If our clients don’t understand the difference between a survey and measuring we are not doing a very good job explaining our product.
Aliquot hit the nail on the head in my opinion. We are not doing a good job of explaining our product.
I’m as guilty of it as anyone. I struggle to explain what I do because it isn’t a simple explanation and I lose the interest of most. I could explain what I do until I’m blue in the face, many of this younger generation think “there’s an app for that” so in their minds why do they need a surveyor in the 1st place….
thebionicman, nobody cares about accuracy until they care about accuracy, which is usually the time to call a lawyer.
Keep the phone handy.
Luckily where I work it’s rural/suburban/backward enough that nothing’s coordinated to that extent. I know it’s coming, but maybe I’ll be done by then.
I have seen people spend an entire years salary defending a 100′ triangle with a 3 inch base, but those are the exception.
In the 80s I had an owner try to pull one of the pipes I had just set. They had bought a 100 foot clothes line, folded in half and stretched it from the fence on one side to my pipe. He was getting his 50 feet. Nothing I could say was calming him. Then I had an idea.
I picked up the wrapper for the rope and sure enough ‘made in china’. When I showed him that we were no longer the object of his ire. We could hear him yelling about those blankety blank chinese until we left. The lawyers never made a dime.
These apps, gis maps and visaliners we contend with are no different than that guy with the rope. They use a tool woefully unsuited for the job. It’s up to us to educate them and keep things out of court.

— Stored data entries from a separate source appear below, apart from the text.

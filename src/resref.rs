#![allow(non_snake_case, non_upper_case_globals)]

//! The archive-internal resource name: case-insensitive, at most 16 characters,
//! never carrying its own extension.

use std::fmt;

/// Maximum length, in bytes, of a ResRef once normalized.
pub const MAX_RESREF_LENGTH: usize = 16;

/// A case-insensitive, at-most-16-character resource name.
///
/// All lookups canonicalize to lowercase. Any Windows-style backslashes found
/// in a stored name are rewritten to forward slashes before truncation, since
/// a handful of archives (The Witcher in particular) store directory-qualified
/// names inside what is nominally a flat resource table.
#[derive(Clone, Debug, Default, Eq, PartialEq, Hash, Ord, PartialOrd, serde::Serialize, serde::Deserialize)]
pub struct ResRef(String);

impl ResRef
{
	/// Build a ResRef from an arbitrary name, normalizing case, separators and
	/// length the way every archive reader in this crate needs to.
	pub fn new(name: impl AsRef<str>) -> Self
	{
		let mut normalized = name.as_ref().replace('\\', "/").to_lowercase();
		normalized.truncate(MAX_RESREF_LENGTH);
		return Self(normalized);
	}

	pub fn as_str(&self) -> &str
	{
		return &self.0;
	}

	pub fn is_empty(&self) -> bool
	{
		return self.0.is_empty();
	}
}

impl fmt::Display for ResRef
{
	fn fmt(&self, f: &mut fmt::Formatter<'_>) -> fmt::Result
	{
		return write!(f, "{}", self.0);
	}
}

impl<T: AsRef<str>> From<T> for ResRef
{
	fn from(value: T) -> Self
	{
		return Self::new(value);
	}
}

#[cfg(test)]
mod tests
{
	use super::*;

	#[test]
	fn normalizesCaseAndSeparators()
	{
		let a = ResRef::new("Data\\Ambient");
		let b = ResRef::new("DATA/AMBIENT");

		assert_eq!(a, b);
		assert_eq!("data/ambient", a.as_str());
	}

	#[test]
	fn truncatesToSixteenCharacters()
	{
		let long = ResRef::new("a_name_that_is_definitely_too_long");
		assert_eq!(MAX_RESREF_LENGTH, long.as_str().len());
	}
}
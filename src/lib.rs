#![allow(non_snake_case, non_upper_case_globals)]

//! Resource-access core for a BioWare Aurora-family engine reimplementation.
//!
//! Dependency order, leaves first (spec.md §2): [`io`] (byte streams,
//! endianness, strings, FourCC tags) and [`compress`] underpin everything;
//! [`filetype`] is the static type taxonomy; [`archive`] holds the six
//! container-format readers plus the ERF/TheWitcherSave writers; [`gff3`] and
//! [`gff4`] are the structured-record readers; [`resource`] is the
//! process-wide prioritized registry tying archives and loose directories
//! together into one `(ResRef, FileType)` lookup.

pub mod archive;
pub mod compress;
pub mod error;
pub mod filetype;
pub mod gff3;
pub mod gff4;
pub mod io;
pub mod resource;
pub mod resref;

pub use archive::{Archive, ArchiveHandle, Resource};
pub use error::{CoreError, Result};
pub use filetype::{FileType, FileTypeManager};
pub use gff3::Gff3File;
pub use gff4::Gff4File;
pub use resource::{ChangeId, ResourceManager};
pub use resref::ResRef;
#[cfg(test)]
mod tests
{
	use super::*;

	struct Gff3Builder
	{
		structs: Vec<(u32, u32, u32)>,
		fields: Vec<(u32, u32, u32)>,
		labels: Vec<String>,
		fieldData: Vec<u8>,
		fieldIndices: Vec<u32>,
		listIndices: Vec<u32>,
	}

	impl Gff3Builder
	{
		fn new() -> Self
		{
			return Self { structs: Vec::new(), fields: Vec::new(), labels: Vec::new(), fieldData: Vec::new(), fieldIndices: Vec::new(), listIndices: Vec::new() };
		}

		fn label(&mut self, name: &str) -> u32
		{
			if let Some(pos) = self.labels.iter().position(|l| l == name)
			{
				return pos as u32;
			}
			self.labels.push(name.to_string());
			return self.labels.len() as u32 - 1;
		}

		/// Append raw bytes to the field-data block, returning their offset.
		fn push_data(&mut self, bytes: &[u8]) -> u32
		{
			let offset = self.fieldData.len() as u32;
			self.fieldData.extend_from_slice(bytes);
			return offset;
		}

		fn add_string_field(&mut self, label: &str, value: &str) -> u32
		{
			let labelIndex = self.label(label);
			let mut bytes = (value.len() as u32).to_le_bytes().to_vec();
			bytes.extend_from_slice(value.as_bytes());
			let offset = self.push_data(&bytes);
			self.fields.push((FieldType::ExoString as u32, labelIndex, offset));
			return self.fields.len() as u32 - 1;
		}

		fn add_loc_string_field(&mut self, label: &str, strref: u32, entries: &[(u32, Gender, &str)]) -> u32
		{
			let labelIndex = self.label(label);

			let mut body = Vec::new();
			body.extend_from_slice(&strref.to_le_bytes());
			body.extend_from_slice(&(entries.len() as u32).to_le_bytes());
			for (language, gender, text) in entries
			{
				let substringId = language * 2 + if *gender == Gender::Female { 1 } else { 0 };
				body.extend_from_slice(&substringId.to_le_bytes());
				body.extend_from_slice(&(text.len() as u32).to_le_bytes());
				body.extend_from_slice(text.as_bytes());
			}

			let mut full = (body.len() as u32).to_le_bytes().to_vec();
			full.extend_from_slice(&body);
			let offset = self.push_data(&full);

			self.fields.push((FieldType::ExoLocString as u32, labelIndex, offset));
			return self.fields.len() as u32 - 1;
		}

		fn add_top_level_struct(&mut self, fieldIndices: &[u32]) -> u32
		{
			if fieldIndices.len() == 1
			{
				self.structs.push((0, fieldIndices[0], 1));
			}
			else
			{
				let offset = self.fieldIndices.len() as u32 * 4;
				self.fieldIndices.extend_from_slice(fieldIndices);
				self.structs.push((0, offset, fieldIndices.len() as u32));
			}
			return self.structs.len() as u32 - 1;
		}

		fn build(&self, contentType: &str) -> Vec<u8>
		{
			let headerSize = 56u32;
			let structsOffset = headerSize;
			let structsSize = self.structs.len() as u32 * 12;
			let fieldsOffset = structsOffset + structsSize;
			let fieldsSize = self.fields.len() as u32 * 12;
			let labelsOffset = fieldsOffset + fieldsSize;
			let labelsSize = self.labels.len() as u32 * 16;
			let fieldDataOffset = labelsOffset + labelsSize;
			let fieldDataSize = self.fieldData.len() as u32;
			let fieldIndicesOffset = fieldDataOffset + fieldDataSize;
			let fieldIndicesSize = self.fieldIndices.len() as u32 * 4;
			let listIndicesOffset = fieldIndicesOffset + fieldIndicesSize;
			let listIndicesSize = self.listIndices.len() as u32 * 4;

			let mut buffer = Vec::new();
			buffer.extend_from_slice(b"GFF ");
			let mut typeBytes = [b' '; 4];
			typeBytes[..contentType.len()].copy_from_slice(contentType.as_bytes());
			buffer.extend_from_slice(&typeBytes);
			buffer.extend_from_slice(b"V3.2");

			buffer.extend_from_slice(&structsOffset.to_le_bytes());
			buffer.extend_from_slice(&(self.structs.len() as u32).to_le_bytes());
			buffer.extend_from_slice(&fieldsOffset.to_le_bytes());
			buffer.extend_from_slice(&(self.fields.len() as u32).to_le_bytes());
			buffer.extend_from_slice(&labelsOffset.to_le_bytes());
			buffer.extend_from_slice(&(self.labels.len() as u32).to_le_bytes());
			buffer.extend_from_slice(&fieldDataOffset.to_le_bytes());
			buffer.extend_from_slice(&fieldDataSize.to_le_bytes());
			buffer.extend_from_slice(&fieldIndicesOffset.to_le_bytes());
			buffer.extend_from_slice(&fieldIndicesSize.to_le_bytes());
			buffer.extend_from_slice(&listIndicesOffset.to_le_bytes());
			buffer.extend_from_slice(&listIndicesSize.to_le_bytes());

			for (r#type, dataOrOffset, fieldCount) in &self.structs
			{
				buffer.extend_from_slice(&r#type.to_le_bytes());
				buffer.extend_from_slice(&dataOrOffset.to_le_bytes());
				buffer.extend_from_slice(&fieldCount.to_le_bytes());
			}
			for (r#type, labelIndex, dataOrOffset) in &self.fields
			{
				buffer.extend_from_slice(&r#type.to_le_bytes());
				buffer.extend_from_slice(&labelIndex.to_le_bytes());
				buffer.extend_from_slice(&dataOrOffset.to_le_bytes());
			}
			for label in &self.labels
			{
				let mut bytes = [0u8; 16];
				bytes[..label.len()].copy_from_slice(label.as_bytes());
				buffer.extend_from_slice(&bytes);
			}
			buffer.extend_from_slice(&self.fieldData);
			for index in &self.fieldIndices
			{
				buffer.extend_from_slice(&index.to_le_bytes());
			}
			for index in &self.listIndices
			{
				buffer.extend_from_slice(&index.to_le_bytes());
			}

			return buffer;
		}
	}

	fn write_and_open(buffer: Vec<u8>) -> Gff3File
	{
		let dir = std::env::temp_dir().join(format!("aurora-core-gff3-{:?}", std::thread::current().id()));
		std::fs::create_dir_all(&dir).unwrap();
		let path = dir.join("test.gff");
		std::fs::write(&path, buffer).unwrap();
		return Gff3File::open(&path).unwrap();
	}

	#[test]
	fn readsSimpleStringField()
	{
		let mut builder = Gff3Builder::new();
		let nameField = builder.add_string_field("Tag", "area01");
		builder.add_top_level_struct(&[nameField]);

		let file = write_and_open(builder.build("ARE "));
		assert_eq!(make_tag(b'A', b'R', b'E', b' '), file.content_type().0);

		let top = file.top_level();
		assert!(top.has_field("Tag"));
		assert_eq!("area01", top.get_string("Tag", ""));
		assert_eq!("", top.get_string("Missing", ""));
	}

	/// Scenario C — GFF3 localized string.
	#[test]
	fn resolvesLocalizedStringsByLanguageAndGender()
	{
		const ENGLISH: u32 = 0;
		const FRENCH: u32 = 1;
		const GERMAN: u32 = 2;

		let mut builder = Gff3Builder::new();
		let nameField = builder.add_loc_string_field("Name", 1234, &[
			(ENGLISH, Gender::Male, "Hello"),
			(FRENCH, Gender::Female, "Bonjour"),
		]);
		builder.add_top_level_struct(&[nameField]);

		let file = write_and_open(builder.build("GFF "));
		let top = file.top_level();

		let loc = top.get_loc_string("Name").unwrap();
		assert_eq!(1234, loc.strref);
		assert_eq!("Hello", loc.get(ENGLISH, Gender::Male));
		assert_eq!("Bonjour", loc.get(FRENCH, Gender::Female));
		assert_eq!("", loc.get(GERMAN, Gender::Male));
	}
}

That is the most valuable skill I’ve picked up in this business.
- Posted by: Macheteman69
I could explain what I do until I’m blue in the face, many of this younger generation think “there’s an app for that” so in their minds why do they need a surveyor in the 1st place….
What you need to tell your clients is that you do corner identification. The measurements are used to evaluate evidence of where the corner is and in many cases there is conflicting evidence at the location of the corner. If all land surveyors do is expert measuring than you are going to lose your job to the GIS people…and the Apps.